Best Sailing Knives To Bring Aboard

Best Sailing Knives To Bring Aboard | Life of Sailing

Last Updated by

Daniel Wade

August 30, 2022

One of the universal tools you will need on a sailboat is a sailing knife. With a wide variety of uses, having one could save your life.

There are many features that separate one sailing knife from another. So what makes certain brands of sailing knives different from others? They will have straight edge blades that are made out of carbide. You want ones that are easy to handle, comfortable to wield, and should be suitable to cut through heavy materials. Your sailing style will help you determine the right knife for you.

The best sailing knives to bring aboard are:

  • Spiderco Salt Series
  • Gill’s Marine Tool
  • Camillus Carbonitride Titanium 
  • Benchmade Bugout
  • Myerchin Generation 2

Finding a quality sailing knife could be key to your success while sailing. You want one that can help cut away lines in the event of an emergency or simply make adjustments as needed. 

According to coast guard safety regulations, sailors need quite a bit of material to be legal on the water. However, one of the most important pieces of equipment not required is a sailing knife of some kind.
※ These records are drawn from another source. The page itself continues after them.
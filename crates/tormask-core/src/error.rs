//! Error types for the tormask system
//!
//! This module defines all error types used throughout the crate.

use thiserror::Error;

/// Result type alias for tormask operations
pub type Result<T> = std::result::Result<T, Error>;

/// Core error type for the tormask system
#[derive(Error, Debug)]
pub enum Error {
    /// No candidate location yielded a readable, non-empty cookie
    #[error("Auth cookie not found: {0}")]
    CookieNotFound(String),

    /// The daemon rejected the AUTHENTICATE line
    #[error("Authentication failed: {0}")]
    AuthenticationFailed(String),

    /// The daemon rejected the SIGNAL line
    #[error("Signal rejected: {0}")]
    SignalRejected(String),

    /// Control-channel connect, I/O or timeout failure
    #[error("Control transport error: {0}")]
    Transport(String),

    /// The identity check did not yield an address
    #[error("Identity unavailable: {0}")]
    IdentityUnavailable(String),

    /// Change log I/O failure
    #[error("Log write error: {0}")]
    LogWrite(String),

    /// Configuration errors
    #[error("Configuration error: {0}")]
    Config(String),

    /// HTTP request failures (identity check and geolocation providers)
    #[error("HTTP error: {0}")]
    Http(String),

    /// Daemon stop collaborator failure
    #[error("Daemon control error: {0}")]
    DaemonControl(String),
}

impl Error {
    /// Create a "cookie not found" error
    pub fn cookie_not_found(msg: impl Into<String>) -> Self {
        Self::CookieNotFound(msg.into())
    }

    /// Create an authentication error
    pub fn auth(msg: impl Into<String>) -> Self {
        Self::AuthenticationFailed(msg.into())
    }

    /// Create a signal rejection error
    pub fn signal_rejected(msg: impl Into<String>) -> Self {
        Self::SignalRejected(msg.into())
    }

    /// Create a control transport error
    pub fn transport(msg: impl Into<String>) -> Self {
        Self::Transport(msg.into())
    }

    /// Create an identity unavailable error
    pub fn identity_unavailable(msg: impl Into<String>) -> Self {
        Self::IdentityUnavailable(msg.into())
    }

    /// Create a log write error
    pub fn log_write(msg: impl Into<String>) -> Self {
        Self::LogWrite(msg.into())
    }

    /// Create a configuration error
    pub fn config(msg: impl Into<String>) -> Self {
        Self::Config(msg.into())
    }

    /// Create an HTTP error
    pub fn http(msg: impl Into<String>) -> Self {
        Self::Http(msg.into())
    }

    /// Create a daemon control error
    pub fn daemon_control(msg: impl Into<String>) -> Self {
        Self::DaemonControl(msg.into())
    }
}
This could be argued by many, which is why you should consider having one.


Table of contents

Five Best Sailing Knives on the Market

While there are plenty of sailing knives to choose from on the market, you can easily compare value online by price and quality. If you happen to be at a local shop that sells sailing gear, they are likely to have a good quality knife as well to fit your needs.

Either way, learning the differences and seeing what is best for you could prove to be your best bet. Every sailor is going to have their preferences depending on their style of sailing.

Spiderco Salt Series


Spiderco knives cover just about every category you can imagine. Recently, they have developed quality knives in the marine industry that have excellent reviews online.
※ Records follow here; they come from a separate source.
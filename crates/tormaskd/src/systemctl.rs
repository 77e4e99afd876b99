//! Service-manager backed daemon stop

use async_trait::async_trait;
use tracing::{debug, info};

use tormask_core::traits::DaemonControl;
use tormask_core::{Error, Result};

/// Stops the daemon with `systemctl stop <unit>`
#[derive(Debug, Clone)]
pub struct SystemctlDaemon {
    program: String,
    unit: String,
}

impl SystemctlDaemon {
    pub fn new(unit: impl Into<String>) -> Self {
        Self {
            program: "systemctl".to_string(),
            unit: unit.into(),
        }
    }

    /// Use a different service-manager executable
    pub fn with_program(mut self, program: impl Into<String>) -> Self {
        self.program = program.into();
        self
    }
}

#[async_trait]
impl DaemonControl for SystemctlDaemon {
    async fn stop(&self) -> Result<()> {
        debug!("Running {} stop {}", self.program, self.unit);

        let status = tokio::process::Command::new(&self.program)
            .arg("stop")
            .arg(&self.unit)
            .status()
            .await
            .map_err(|e| {
                Error::daemon_control(format!("Failed to run {}: {}", self.program, e))
            })?;

        if !status.success() {
            return Err(Error::daemon_control(format!(
                "{} stop {} exited with {}",
                self.program, self.unit, status
            )));
        }

        info!("Stopped {}", self.unit);
        Ok(())
    }
}

#[cfg(all(test, unix))]
mod tests {
    use super::*;

    #[tokio::test]
    async fn successful_exit_is_ok() {
        let daemon = SystemctlDaemon::new("tor").with_program("true");
        assert!(daemon.stop().await.is_ok());
    }

    #[tokio::test]
    async fn failing_exit_is_daemon_control_error() {
        let daemon = SystemctlDaemon::new("tor").with_program("false");
        let err = daemon.stop().await.unwrap_err();
        assert!(matches!(err, Error::DaemonControl(_)), "{:?}", err);
    }

    #[tokio::test]
    async fn missing_program_is_daemon_control_error() {
        let daemon = SystemctlDaemon::new("tor").with_program("/nonexistent/systemctl");
        let err = daemon.stop().await.unwrap_err();
        assert!(matches!(err, Error::DaemonControl(_)), "{:?}", err);
    }
}
// # tormask-core
//
// Core library for timed Tor identity rotation.
//
// ## Architecture Overview
//
// This library provides the core functionality for rotating and recording
// the anonymized exit identity:
// - **CookieSource**: Trait for loading the control-port auth cookie
// - **ControlChannel**: Trait for authenticating and signalling the daemon
// - **IdentitySource**: Trait for learning the current exit identity
// - **ChangeLog**: Trait for recording identity changes
// - **RotationScheduler**: Timed loop that drives the rotate, resolve, record flow
//
// ## Design Principles
//
// 1. **Separation of Concerns**: Core logic is separate from the wire and HTTP implementations
// 2. **Failure Isolation**: A failed cycle is reported and the next one runs on schedule
// 3. **Single Owner**: Session counters live on the scheduler task only
// 4. **Library-First**: All core functionality can be used as a library

pub mod traits;
pub mod engine;
pub mod config;
pub mod error;
pub mod probe;
pub mod changelog;

// Re-export core types for convenience
pub use traits::{ChangeLog, ControlChannel, CookieSource, DaemonControl, IdentitySource};
pub use engine::{
    Command, CommandStream, RotationScheduler, SchedulerComponents, SchedulerEvent,
    SessionSummary, ShutdownRequest, StopReason,
};
pub use config::{ChangeLogConfig, ControlConfig, ProbeConfig, SchedulerConfig, TormaskConfig};
pub use error::{Error, Result};
pub use probe::IdentityProbe;
pub use changelog::{FileChangeLog, MemoryChangeLog};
Their salt series knives feature H-1 Japanese steel that becomes tougher after every use. In addition, it is rust-resistant and has become a dependable name in the cutlery industry.

The blade has a serrated edge, which you will need when cutting through lines or rope. It also has a safe blade lock mechanism to keep it secure when moving around or when cutting in wet conditions.


  • Around $100
  • Quite sharp and high quality
  • Easy to handle, especially using one hand to open
  • Great for long term use


  • Could be too sharp for some users
  • Locking mechanism could potentially stick

Gill’s Marine Tool


Gill Marine has been in the business for over 45 years in providing quality gear to sailors or outdoor adventurists. Their rescue knife is a great first step in owning a knife to get the job done without breaking the bank.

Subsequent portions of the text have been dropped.